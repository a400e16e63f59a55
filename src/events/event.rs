//! Badge-swipe events and event queries
//!
//! Events are immutable once recorded. They are totally ordered by
//! `(timestamp, id)`: identifiers are assigned monotonically at ingestion, so
//! equal timestamps break ties in insertion order.

use chrono::{DateTime, Utc};
use serde::{Deserialize, Serialize};
use std::cmp::Ordering;
use std::fmt;

use crate::types::{AreaId, ClientId, Direction, EventId, TimeRange};

/// A recorded badge swipe
#[derive(Debug, Clone, PartialEq, Eq, Hash, Serialize, Deserialize)]
pub struct Event {
    /// Event identifier
    pub id: EventId,
    /// Client whose badge was swiped
    pub client_id: ClientId,
    /// Area the reader guards
    pub area_id: AreaId,
    /// Entry or exit
    pub direction: Direction,
    /// When the swipe happened
    pub timestamp: DateTime<Utc>,
}

impl Event {
    /// Create a new event
    pub fn new(
        id: EventId,
        client_id: ClientId,
        area_id: AreaId,
        direction: Direction,
        timestamp: DateTime<Utc>,
    ) -> Self {
        Self { id, client_id, area_id, direction, timestamp }
    }

    /// Position of the event in the global order
    pub fn order_key(&self) -> (DateTime<Utc>, EventId) {
        (self.timestamp, self.id)
    }

    /// Compare two events chronologically
    pub fn chronological(a: &Event, b: &Event) -> Ordering {
        a.order_key().cmp(&b.order_key())
    }

    /// Check if this event comes strictly before `other`
    pub fn precedes(&self, other: &Event) -> bool {
        self.order_key() < other.order_key()
    }

    /// The (client, area) lane this event belongs to
    pub fn lane(&self) -> Lane {
        Lane { client_id: self.client_id, area_id: self.area_id }
    }

    /// Check if the event is an entry
    pub fn is_entry(&self) -> bool {
        self.direction == Direction::In
    }

    /// Check if the event is an exit
    pub fn is_exit(&self) -> bool {
        self.direction == Direction::Out
    }

    /// Fields that make two rows duplicates for import purposes
    pub fn duplicate_key(&self) -> (ClientId, AreaId, Direction, DateTime<Utc>) {
        (self.client_id, self.area_id, self.direction, self.timestamp)
    }
}

impl fmt::Display for Event {
    fn fmt(&self, f: &mut fmt::Formatter<'_>) -> fmt::Result {
        write!(
            f,
            "{} {} {} {} @ {}",
            self.id,
            self.client_id,
            self.direction,
            self.area_id,
            self.timestamp.to_rfc3339()
        )
    }
}

/// Sort events into chronological `(timestamp, id)` order
pub fn sort_chronologically(events: &mut [Event]) {
    events.sort_by(Event::chronological);
}

/// A (client, area) pair: the unit over which sessions are reconstructed
#[derive(Debug, Clone, Copy, PartialEq, Eq, Hash, PartialOrd, Ord, Serialize, Deserialize)]
pub struct Lane {
    /// Client
    pub client_id: ClientId,
    /// Area
    pub area_id: AreaId,
}

impl Lane {
    /// Create a new lane
    pub fn new(client_id: ClientId, area_id: AreaId) -> Self {
        Self { client_id, area_id }
    }
}

impl fmt::Display for Lane {
    fn fmt(&self, f: &mut fmt::Formatter<'_>) -> fmt::Result {
        write!(f, "{}/{}", self.client_id, self.area_id)
    }
}

/// Selection of events by time range, client and area
#[derive(Debug, Clone, Copy, PartialEq, Eq, Serialize, Deserialize)]
pub struct EventQuery {
    /// Time window
    pub range: TimeRange,
    /// Client filter (`None` for all)
    pub client: Option<ClientId>,
    /// Area filter (`None` for all)
    pub area: Option<AreaId>,
}

impl EventQuery {
    /// Query every event in `range`
    pub fn new(range: TimeRange) -> Self {
        Self { range, client: None, area: None }
    }

    /// Restrict to one client; zero keeps every client
    pub fn for_client(mut self, client: ClientId) -> Self {
        self.client = client.as_filter();
        self
    }

    /// Restrict to one area; zero keeps every area
    pub fn in_area(mut self, area: AreaId) -> Self {
        self.area = area.as_filter();
        self
    }

    /// Check if `event` is selected by this query
    pub fn matches(&self, event: &Event) -> bool {
        self.range.contains(event.timestamp)
            && self.client.map_or(true, |client| client == event.client_id)
            && self.area.map_or(true, |area| area == event.area_id)
    }
}
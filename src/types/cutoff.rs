//! Date and date-time cutoffs for range queries
//!
//! Callers pass either an exact instant or a calendar date. A calendar date
//! covers the whole day: as a lower bound it starts at midnight, as an upper
//! bound it admits everything before the following midnight.

use chrono::{DateTime, NaiveDate, NaiveDateTime, NaiveTime, TimeZone, Utc};
use serde::{Deserialize, Serialize};
use std::fmt;
use std::str::FromStr;

/// A bound on event timestamps
#[derive(Debug, Clone, Copy, PartialEq, Eq, Hash, Serialize, Deserialize)]
#[serde(untagged)]
pub enum Cutoff {
    /// An exact instant, inclusive on both sides
    At(DateTime<Utc>),
    /// A calendar day (UTC), covering the full day
    Day(NaiveDate),
}

impl Cutoff {
    /// Earliest instant admitted when this cutoff is used as a lower bound
    pub fn lower_bound(&self) -> DateTime<Utc> {
        match self {
            Cutoff::At(t) => *t,
            Cutoff::Day(d) => midnight(*d),
        }
    }

    /// First instant past the cutoff's coverage.
    ///
    /// For a calendar day this is the following midnight; for an instant it is
    /// the instant itself. Used when a cutoff is stored as an expiration.
    pub fn end_instant(&self) -> DateTime<Utc> {
        match self {
            Cutoff::At(t) => *t,
            Cutoff::Day(d) => following_midnight(*d),
        }
    }

    /// Whether `ts` is admitted when this cutoff is used as a lower bound
    pub fn admits_from(&self, ts: DateTime<Utc>) -> bool {
        ts >= self.lower_bound()
    }

    /// Whether `ts` is admitted when this cutoff is used as an upper bound
    pub fn admits_until(&self, ts: DateTime<Utc>) -> bool {
        match self {
            Cutoff::At(t) => ts <= *t,
            Cutoff::Day(d) => match d.succ_opt() {
                Some(next) => ts < midnight(next),
                None => true,
            },
        }
    }
}

/// Midnight UTC at the start of `day`
pub fn midnight(day: NaiveDate) -> DateTime<Utc> {
    Utc.from_utc_datetime(&day.and_time(NaiveTime::MIN))
}

/// Midnight UTC after `day`, saturating at the end of the representable range
fn following_midnight(day: NaiveDate) -> DateTime<Utc> {
    day.succ_opt().map(midnight).unwrap_or(DateTime::<Utc>::MAX_UTC)
}

impl From<DateTime<Utc>> for Cutoff {
    fn from(value: DateTime<Utc>) -> Self {
        Cutoff::At(value)
    }
}

impl From<NaiveDate> for Cutoff {
    fn from(value: NaiveDate) -> Self {
        Cutoff::Day(value)
    }
}

impl fmt::Display for Cutoff {
    fn fmt(&self, f: &mut fmt::Formatter<'_>) -> fmt::Result {
        match self {
            Cutoff::At(t) => write!(f, "{}", t.to_rfc3339()),
            Cutoff::Day(d) => write!(f, "{}", d.format("%Y-%m-%d")),
        }
    }
}

impl FromStr for Cutoff {
    type Err = String;

    fn from_str(s: &str) -> Result<Self, Self::Err> {
        let s = s.trim();

        if let Ok(t) = DateTime::parse_from_rfc3339(s) {
            return Ok(Cutoff::At(t.with_timezone(&Utc)));
        }

        for format in ["%Y-%m-%dT%H:%M:%S", "%Y-%m-%dT%H:%M", "%Y-%m-%d %H:%M:%S", "%Y-%m-%d %H:%M"]
        {
            if let Ok(naive) = NaiveDateTime::parse_from_str(s, format) {
                return Ok(Cutoff::At(Utc.from_utc_datetime(&naive)));
            }
        }

        NaiveDate::parse_from_str(s, "%Y-%m-%d")
            .map(Cutoff::Day)
            .map_err(|_| format!("Unrecognised date or date-time: {}", s))
    }
}

/// A time window built from two cutoffs
#[derive(Debug, Clone, Copy, PartialEq, Eq, Serialize, Deserialize)]
pub struct TimeRange {
    /// Lower bound
    pub start: Cutoff,
    /// Upper bound
    pub end: Cutoff,
}

impl TimeRange {
    /// Create a new time range
    pub fn new(start: impl Into<Cutoff>, end: impl Into<Cutoff>) -> Self {
        Self { start: start.into(), end: end.into() }
    }

    /// Whether `ts` lies inside the range
    pub fn contains(&self, ts: DateTime<Utc>) -> bool {
        self.start.admits_from(ts) && self.end.admits_until(ts)
    }

    /// Whether the end bound falls before the start bound
    pub fn is_inverted(&self) -> bool {
        !self.end.admits_until(self.start.lower_bound())
    }
}

impl fmt::Display for TimeRange {
    fn fmt(&self, f: &mut fmt::Formatter<'_>) -> fmt::Result {
        write!(f, "{}..{}", self.start, self.end)
    }
}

+++

> Work item:
Look over the listing and say how many lines hold the string "types". Nothing but the number is needed.

> Result:
2